Saved data entries:
^^^^^^^^

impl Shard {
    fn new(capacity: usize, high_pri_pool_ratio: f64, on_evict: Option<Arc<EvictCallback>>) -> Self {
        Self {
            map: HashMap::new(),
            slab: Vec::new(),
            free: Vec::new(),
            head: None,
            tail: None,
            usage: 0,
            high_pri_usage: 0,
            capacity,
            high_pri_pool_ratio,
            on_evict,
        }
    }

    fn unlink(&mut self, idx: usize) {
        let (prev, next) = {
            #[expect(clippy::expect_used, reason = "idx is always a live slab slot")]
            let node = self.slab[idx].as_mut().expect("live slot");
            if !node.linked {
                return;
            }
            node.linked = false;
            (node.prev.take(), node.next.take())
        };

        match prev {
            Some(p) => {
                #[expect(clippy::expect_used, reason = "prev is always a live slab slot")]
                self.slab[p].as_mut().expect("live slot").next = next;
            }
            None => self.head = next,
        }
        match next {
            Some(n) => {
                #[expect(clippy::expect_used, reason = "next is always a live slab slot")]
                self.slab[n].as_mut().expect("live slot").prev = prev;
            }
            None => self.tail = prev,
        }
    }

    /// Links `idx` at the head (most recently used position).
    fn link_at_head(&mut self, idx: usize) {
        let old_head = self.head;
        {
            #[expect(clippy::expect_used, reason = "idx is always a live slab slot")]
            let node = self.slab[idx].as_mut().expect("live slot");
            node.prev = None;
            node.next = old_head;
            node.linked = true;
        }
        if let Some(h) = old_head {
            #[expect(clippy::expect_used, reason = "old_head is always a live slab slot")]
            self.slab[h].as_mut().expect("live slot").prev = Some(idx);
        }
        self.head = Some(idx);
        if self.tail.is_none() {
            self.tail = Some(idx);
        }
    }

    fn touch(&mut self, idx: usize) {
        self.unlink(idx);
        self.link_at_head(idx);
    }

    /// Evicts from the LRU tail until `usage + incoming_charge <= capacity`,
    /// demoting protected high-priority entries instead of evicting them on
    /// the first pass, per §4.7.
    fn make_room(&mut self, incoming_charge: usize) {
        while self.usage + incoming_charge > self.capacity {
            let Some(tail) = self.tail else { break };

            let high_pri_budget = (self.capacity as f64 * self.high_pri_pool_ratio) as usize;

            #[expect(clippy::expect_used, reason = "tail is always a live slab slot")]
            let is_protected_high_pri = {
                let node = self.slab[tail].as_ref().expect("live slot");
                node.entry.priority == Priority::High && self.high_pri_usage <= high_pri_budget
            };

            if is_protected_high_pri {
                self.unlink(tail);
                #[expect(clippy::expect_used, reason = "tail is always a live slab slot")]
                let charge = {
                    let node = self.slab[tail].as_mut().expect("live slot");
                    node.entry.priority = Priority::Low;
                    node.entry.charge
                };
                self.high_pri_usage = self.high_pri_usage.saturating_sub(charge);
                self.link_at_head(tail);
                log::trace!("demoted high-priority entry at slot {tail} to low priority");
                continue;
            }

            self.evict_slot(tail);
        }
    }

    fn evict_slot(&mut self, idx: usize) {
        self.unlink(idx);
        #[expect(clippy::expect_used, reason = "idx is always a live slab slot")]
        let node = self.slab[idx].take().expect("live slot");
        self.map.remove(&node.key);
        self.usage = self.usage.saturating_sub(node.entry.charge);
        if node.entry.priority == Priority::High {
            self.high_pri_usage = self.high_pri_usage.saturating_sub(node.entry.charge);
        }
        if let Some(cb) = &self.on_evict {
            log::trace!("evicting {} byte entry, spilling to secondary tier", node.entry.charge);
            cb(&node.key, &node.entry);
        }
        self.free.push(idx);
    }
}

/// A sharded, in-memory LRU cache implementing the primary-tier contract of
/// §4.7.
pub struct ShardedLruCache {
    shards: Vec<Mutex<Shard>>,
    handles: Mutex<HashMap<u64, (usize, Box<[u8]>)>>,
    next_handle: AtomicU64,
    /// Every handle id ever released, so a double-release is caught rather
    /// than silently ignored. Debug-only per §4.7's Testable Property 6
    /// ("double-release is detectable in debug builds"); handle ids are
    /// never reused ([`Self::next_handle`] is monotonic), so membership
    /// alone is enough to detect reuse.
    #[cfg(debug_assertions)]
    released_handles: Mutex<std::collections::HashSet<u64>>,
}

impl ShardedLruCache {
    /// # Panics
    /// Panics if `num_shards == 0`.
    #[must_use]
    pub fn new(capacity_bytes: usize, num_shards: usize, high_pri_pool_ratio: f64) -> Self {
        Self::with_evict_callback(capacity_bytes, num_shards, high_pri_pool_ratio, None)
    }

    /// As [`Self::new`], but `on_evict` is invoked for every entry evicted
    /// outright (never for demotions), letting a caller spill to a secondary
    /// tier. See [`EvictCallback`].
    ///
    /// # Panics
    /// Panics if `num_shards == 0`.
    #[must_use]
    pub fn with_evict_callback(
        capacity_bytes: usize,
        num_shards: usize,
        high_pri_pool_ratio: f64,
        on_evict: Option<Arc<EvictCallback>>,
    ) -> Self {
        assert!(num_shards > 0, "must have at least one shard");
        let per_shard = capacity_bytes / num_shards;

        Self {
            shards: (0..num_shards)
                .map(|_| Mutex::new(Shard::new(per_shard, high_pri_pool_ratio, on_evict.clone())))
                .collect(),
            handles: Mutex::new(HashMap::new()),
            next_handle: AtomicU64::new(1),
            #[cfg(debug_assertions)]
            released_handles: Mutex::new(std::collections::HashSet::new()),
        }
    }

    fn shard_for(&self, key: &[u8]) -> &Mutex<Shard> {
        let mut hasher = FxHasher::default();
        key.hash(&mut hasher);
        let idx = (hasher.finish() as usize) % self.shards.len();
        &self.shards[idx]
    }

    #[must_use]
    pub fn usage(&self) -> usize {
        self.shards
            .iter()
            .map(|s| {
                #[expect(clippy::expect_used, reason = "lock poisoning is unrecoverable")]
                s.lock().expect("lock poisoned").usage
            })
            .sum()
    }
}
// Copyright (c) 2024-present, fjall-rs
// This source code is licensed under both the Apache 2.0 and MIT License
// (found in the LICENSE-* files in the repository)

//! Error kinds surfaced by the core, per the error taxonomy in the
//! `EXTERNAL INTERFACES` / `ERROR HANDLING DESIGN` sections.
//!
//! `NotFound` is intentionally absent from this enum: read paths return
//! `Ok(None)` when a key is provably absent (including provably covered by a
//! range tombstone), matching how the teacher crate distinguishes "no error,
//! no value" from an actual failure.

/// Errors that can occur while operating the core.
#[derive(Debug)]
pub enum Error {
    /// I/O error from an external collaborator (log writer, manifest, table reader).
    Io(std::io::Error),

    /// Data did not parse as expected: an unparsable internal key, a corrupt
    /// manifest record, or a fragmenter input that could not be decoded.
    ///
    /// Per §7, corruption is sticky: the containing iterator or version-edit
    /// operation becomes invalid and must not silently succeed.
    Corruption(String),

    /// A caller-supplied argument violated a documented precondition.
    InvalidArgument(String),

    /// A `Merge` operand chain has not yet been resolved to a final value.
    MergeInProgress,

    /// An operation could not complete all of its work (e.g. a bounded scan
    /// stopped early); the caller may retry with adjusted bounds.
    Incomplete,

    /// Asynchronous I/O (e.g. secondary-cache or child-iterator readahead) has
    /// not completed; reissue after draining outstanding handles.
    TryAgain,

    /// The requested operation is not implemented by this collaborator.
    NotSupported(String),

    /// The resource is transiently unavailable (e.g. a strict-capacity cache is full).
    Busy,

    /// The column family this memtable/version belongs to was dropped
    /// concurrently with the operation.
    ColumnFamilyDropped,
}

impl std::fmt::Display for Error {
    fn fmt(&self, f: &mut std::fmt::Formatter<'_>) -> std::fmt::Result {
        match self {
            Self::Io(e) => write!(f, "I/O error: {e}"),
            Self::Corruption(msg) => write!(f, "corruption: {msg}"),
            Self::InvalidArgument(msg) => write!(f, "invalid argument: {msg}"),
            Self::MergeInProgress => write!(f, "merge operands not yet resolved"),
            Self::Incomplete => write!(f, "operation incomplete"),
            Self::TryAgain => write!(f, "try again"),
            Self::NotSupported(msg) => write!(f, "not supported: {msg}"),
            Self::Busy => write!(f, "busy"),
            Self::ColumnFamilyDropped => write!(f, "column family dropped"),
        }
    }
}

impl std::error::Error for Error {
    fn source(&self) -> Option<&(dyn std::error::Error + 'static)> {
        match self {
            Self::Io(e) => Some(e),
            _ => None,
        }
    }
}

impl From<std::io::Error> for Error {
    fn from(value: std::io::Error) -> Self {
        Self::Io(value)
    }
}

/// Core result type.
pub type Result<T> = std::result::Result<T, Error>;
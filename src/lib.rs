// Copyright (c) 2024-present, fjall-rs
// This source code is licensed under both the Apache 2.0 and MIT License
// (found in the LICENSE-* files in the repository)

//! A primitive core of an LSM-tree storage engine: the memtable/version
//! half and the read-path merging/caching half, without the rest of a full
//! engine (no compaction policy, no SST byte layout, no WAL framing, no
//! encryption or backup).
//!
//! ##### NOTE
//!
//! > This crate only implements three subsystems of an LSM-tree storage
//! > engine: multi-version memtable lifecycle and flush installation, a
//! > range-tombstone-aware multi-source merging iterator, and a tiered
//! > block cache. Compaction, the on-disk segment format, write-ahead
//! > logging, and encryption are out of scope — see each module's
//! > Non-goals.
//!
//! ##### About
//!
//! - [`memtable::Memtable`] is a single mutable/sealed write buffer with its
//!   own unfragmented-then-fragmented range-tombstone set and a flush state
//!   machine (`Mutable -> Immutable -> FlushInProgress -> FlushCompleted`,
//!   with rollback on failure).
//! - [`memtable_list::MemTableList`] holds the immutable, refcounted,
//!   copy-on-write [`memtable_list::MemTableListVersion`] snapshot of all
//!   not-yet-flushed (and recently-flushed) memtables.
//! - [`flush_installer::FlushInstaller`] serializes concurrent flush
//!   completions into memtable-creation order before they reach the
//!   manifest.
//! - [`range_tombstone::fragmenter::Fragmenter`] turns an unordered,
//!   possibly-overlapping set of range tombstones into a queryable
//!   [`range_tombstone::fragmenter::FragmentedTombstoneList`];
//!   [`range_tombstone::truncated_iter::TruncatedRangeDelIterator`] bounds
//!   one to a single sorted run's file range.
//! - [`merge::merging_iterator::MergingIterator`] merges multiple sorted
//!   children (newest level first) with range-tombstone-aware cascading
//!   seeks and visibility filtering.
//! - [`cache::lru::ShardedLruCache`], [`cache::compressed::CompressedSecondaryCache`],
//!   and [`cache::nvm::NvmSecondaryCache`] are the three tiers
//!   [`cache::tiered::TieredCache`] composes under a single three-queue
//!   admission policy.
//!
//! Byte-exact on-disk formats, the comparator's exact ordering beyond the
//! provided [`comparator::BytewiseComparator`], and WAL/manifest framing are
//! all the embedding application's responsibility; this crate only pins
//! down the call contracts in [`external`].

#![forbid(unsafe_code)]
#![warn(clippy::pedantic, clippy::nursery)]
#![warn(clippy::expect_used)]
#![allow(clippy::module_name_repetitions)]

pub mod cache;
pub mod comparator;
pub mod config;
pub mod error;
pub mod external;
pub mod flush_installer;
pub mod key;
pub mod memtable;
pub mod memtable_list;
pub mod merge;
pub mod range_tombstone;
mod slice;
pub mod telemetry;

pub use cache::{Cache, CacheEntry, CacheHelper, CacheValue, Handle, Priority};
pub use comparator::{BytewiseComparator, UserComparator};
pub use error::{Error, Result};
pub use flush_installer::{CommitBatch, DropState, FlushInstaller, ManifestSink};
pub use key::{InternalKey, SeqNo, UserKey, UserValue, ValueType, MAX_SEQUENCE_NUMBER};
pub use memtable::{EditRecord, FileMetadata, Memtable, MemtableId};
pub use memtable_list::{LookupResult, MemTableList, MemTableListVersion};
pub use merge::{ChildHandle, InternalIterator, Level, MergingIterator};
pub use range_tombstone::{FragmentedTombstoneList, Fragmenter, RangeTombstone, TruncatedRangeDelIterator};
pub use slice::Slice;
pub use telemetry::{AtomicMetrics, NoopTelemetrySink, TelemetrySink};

^^^^^^^^

TASK:
If a line in the entries above has the word "evicting", copy it.

ANSWER TO THIS PROBLEM:
    /// demoting protected high-priority entries instead of evicting them on
            log::trace!("evicting {} byte entry, spilling to secondary tier", node.entry.charge);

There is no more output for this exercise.